Questa seconda operazione è più delicata, perché richiede un'accurata analisi di tutti i processi alla ricerca di ogni possibile spreco da ottimizzare. Per farlo, però, spesso occorre una maggiore capacità di analisi. Ed ecco che entra in ballo l'intelligenza artificiale.

I pregi degli occhi artificiali

Sono molti i costruttori che stanno rivoluzionando le loro linee produttive affidandone il controllo e monitoraggio a reti formate da telecamere e scanner connessi all'intelligenza artificiale: lo ha fatto BMW anche per il centro logistico di Landshut, lo ha fatto Skoda per alcuni impianti tra cui la fabbrica motori di Vrchlabi.

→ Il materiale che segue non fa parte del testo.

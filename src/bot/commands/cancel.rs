use teloxide::prelude::*;

use crate::bot::commands::sender_identity;
use crate::models::ReminderId;
use crate::services::reminder::ReminderScheduler;
use crate::utils::feedback::CommandFeedback;
use crate::utils::logging::{log_command_error, log_command_start, log_command_success};

pub async fn handle_cancel(
    bot: Bot,
    msg: Message,
    id: ReminderId,
    reminders: &ReminderScheduler,
) -> ResponseResult<()> {
    let feedback = CommandFeedback::new(bot, msg.chat.id);
    let chat_id = msg.chat.id.0;

    let Some(user) = msg.from() else {
        feedback.error("Reminders can only be cancelled by their owner.").await?;
        return Ok(());
    };
    let (user_id, username) = sender_identity(user);
    log_command_start("cancel", username, user_id, chat_id, Some(&format!("#{id}")));

    if reminders.cancel_reminder(id, &user_id.to_string()) {
        feedback.success(&format!("Reminder #{id} cancelled.")).await?;
        log_command_success("cancel", username, user_id, chat_id, Some(&format!("#{id}")));
    } else {
        log_command_error("cancel", username, user_id, chat_id, &format!("reminder #{id} not cancellable"));
        feedback
            .validation_error(
                &format!("Reminder #{id} not found or already delivered"),
                "Use /reminders to see your active reminders and their IDs.",
            )
            .await?;
    }

    Ok(())
}
use teloxide::prelude::*;

use crate::bot::handlers::HandlerResult;
use crate::utils::feedback::CommandFeedback;

/// Reply for a message that did not parse as a command.
#[derive(Debug, Clone, PartialEq, Eq)]
pub enum Hint {
    Usage { error: String, suggestion: String },
    Info(String),
}

pub async fn handle_general_message(bot: Bot, msg: Message) -> HandlerResult {
    let Some(text) = msg.text() else {
        return Ok(());
    };

    let feedback = CommandFeedback::new(bot, msg.chat.id);
    match hint_for(text) {
        Some(Hint::Usage { error, suggestion }) => {
            feedback.validation_error(&error, &suggestion).await?;
        }
        Some(Hint::Info(message)) => {
            feedback.info(&message).await?;
        }
        // Other chatter gets no reply.
        None => {}
    }
    Ok(())
}

pub fn hint_for(text: &str) -> Option<Hint> {
    let text = text.trim();

    if let Some(command) = text.strip_prefix('/') {
        let name = command
            .split_whitespace()
            .next()
            .unwrap_or_default()
            .split('@')
            .next()
            .unwrap_or_default()
            .to_lowercase();

        let hint = match name.as_str() {
            "remind" => Hint::Usage {
                error: "Could not read that reminder".to_string(),
                suggestion: "Usage: /remind <time> <message>, e.g. /remind 30m Take a break or /remind 9:30 am Standup"
                    .to_string(),
            },
            "cancel" => Hint::Usage {
                error: "Missing or invalid reminder ID".to_string(),
                suggestion: "Usage: /cancel <id>, e.g. /cancel 3. Use /reminders to see your IDs."
                    .to_string(),
            },
            _ => Hint::Usage {
                error: format!("Unknown command: /{name}"),
                suggestion: "Use /help to see all available commands, or check your command syntax."
                    .to_string(),
            },
        };
        return Some(hint);
    }

    let lower = text.to_lowercase();
    if lower.contains("remind") {
        Some(Hint::Info(
            "Looking to set a reminder? Try:\n• /remind 30m Take a break\n• /remind tomorrow Call the bank\n• Use /help for more examples"
                .to_string(),
        ))
    } else if lower.contains("help") {
        Some(Hint::Info(
            "Use /help to see all available commands and examples!".to_string(),
        ))
    } else {
        None
    }
}

#[cfg(test)]
mod tests {
    use super::*;

    fn is_usage(hint: Option<Hint>, needle: &str) -> bool {
        matches!(hint, Some(Hint::Usage { suggestion, .. }) if suggestion.contains(needle))
    }

    #[test]
    fn test_malformed_known_commands_get_usage() {
        assert!(is_usage(hint_for("/remind"), "/remind <time> <message>"));
        assert!(is_usage(hint_for("/remind@reminder_bot 30m"), "/remind <time> <message>"));
        assert!(is_usage(hint_for("/cancel abc"), "/cancel <id>"));
    }

    #[test]
    fn test_unknown_command() {
        assert_eq!(
            hint_for("/snooze 5"),
            Some(Hint::Usage {
                error: "Unknown command: /snooze".to_string(),
                suggestion: "Use /help to see all available commands, or check your command syntax."
                    .to_string(),
            })
        );
    }

    #[test]
    fn test_free_text() {
        assert!(matches!(hint_for("can you Remind me later?"), Some(Hint::Info(text)) if text.contains("/remind")));
        assert!(matches!(hint_for("help"), Some(Hint::Info(_))));
        assert_eq!(hint_for("good morning"), None);
    }
}
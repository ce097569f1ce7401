use chrono::{DateTime, Utc};
use serde::{Deserialize, Serialize};
use std::fmt;
use std::str::FromStr;

/// Sequential reminder identifier, unique for the lifetime of the process.
pub type ReminderId = u64;

/// Chat platform that should receive a reminder's notification.
#[derive(Debug, Clone, Copy, PartialEq, Eq, Hash, Serialize, Deserialize)]
#[serde(rename_all = "lowercase")]
pub enum Platform {
    Telegram,
    Discord,
}

impl Platform {
    pub fn as_str(&self) -> &'static str {
        match self {
            Platform::Telegram => "telegram",
            Platform::Discord => "discord",
        }
    }
}

impl fmt::Display for Platform {
    fn fmt(&self, f: &mut fmt::Formatter<'_>) -> fmt::Result {
        f.write_str(self.as_str())
    }
}

impl FromStr for Platform {
    type Err = String;

    fn from_str(s: &str) -> Result<Self, Self::Err> {
        match s.trim().to_lowercase().as_str() {
            "telegram" => Ok(Platform::Telegram),
            "discord" => Ok(Platform::Discord),
            other => Err(format!("Unknown platform: {other}")),
        }
    }
}

#[derive(Debug, Clone, PartialEq, Eq, Serialize, Deserialize)]
pub struct Reminder {
    pub id: ReminderId,
    pub owner_id: String,
    pub message: String,
    pub due_at: DateTime<Utc>,
    pub platform: Platform,
    /// Chat or channel id on `platform`. Only the notification transport reads it.
    pub destination: String,
    pub created_at: DateTime<Utc>,
    pub completed: bool,
}

impl Reminder {
    pub fn is_owned_by(&self, owner_id: &str) -> bool {
        self.owner_id == owner_id
    }

    pub fn is_due(&self, now: DateTime<Utc>) -> bool {
        !self.completed && self.due_at <= now
    }

    /// Completed reminders whose due time is older than `cutoff` are eligible for purge.
    pub fn is_stale(&self, cutoff: DateTime<Utc>) -> bool {
        self.completed && self.due_at < cutoff
    }
}

/// Snapshot of the scheduler's registry.
#[derive(Debug, Clone, Copy, Default, PartialEq, Eq, Serialize, Deserialize)]
pub struct ReminderStats {
    pub total_reminders: usize,
    pub active_reminders: usize,
    pub completed_reminders: usize,
    pub scheduled_timers: usize,
}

Audi ha annunciato di aver avviato un programma per lanciare l'intelligenza artificiale in un sistema di controllo della qualità delle saldature a punti, sperimentata installando degli specifici impianti aggiuntivi nello stabilimento di Neckarsulm e prossima a essere ora implementata anche su altri tre impianti di qui alla fine dell'anno.

L'intelligenza artificiale applicata da Audi analizza circa 1,5 milioni di punti di saldatura su 300 veicoli, con un'efficienza infintamente superiore a quella del metodo precedente in cui gli addetti si avvalevano di apparecchia ultrasuoni per analizzare "a campione" circa 5.000 punti di saldatura a veicolo.

La fabbrica di Bruxelles, da Studebaker a Volkswagen e Audi

La fabbrica Audi di Bruxelles

Presto in tre impianti

L'Intelligenza artificiale consente un controllo più accurato ed esteso delle possibili imperfezioni e anomalie. Il primo dei nuovi impianti a ricevere questo upgrade sarà quello di Bruxelles, seguito dal complesso di Ingolstadt e dalla fabbrica Volkswagen di Emden. I dati generati attraverso l'uso dell'intelligenza artificiale possono essere utilizzati per ottimizzare altri processi in futuro.

Per rendere il processo a prova di audit e certificazione, lo sviluppo presso Neckarsulm è stato effettuato in stretto coordinamento con l'Associazione Tedesca per la Qualità (DGQ), la Fraunhofer Institute for Industrial Engineering (IAO) e l'Istituto Fraunhofer Institute per l'Ingegneria della produzione e automazione (IPA).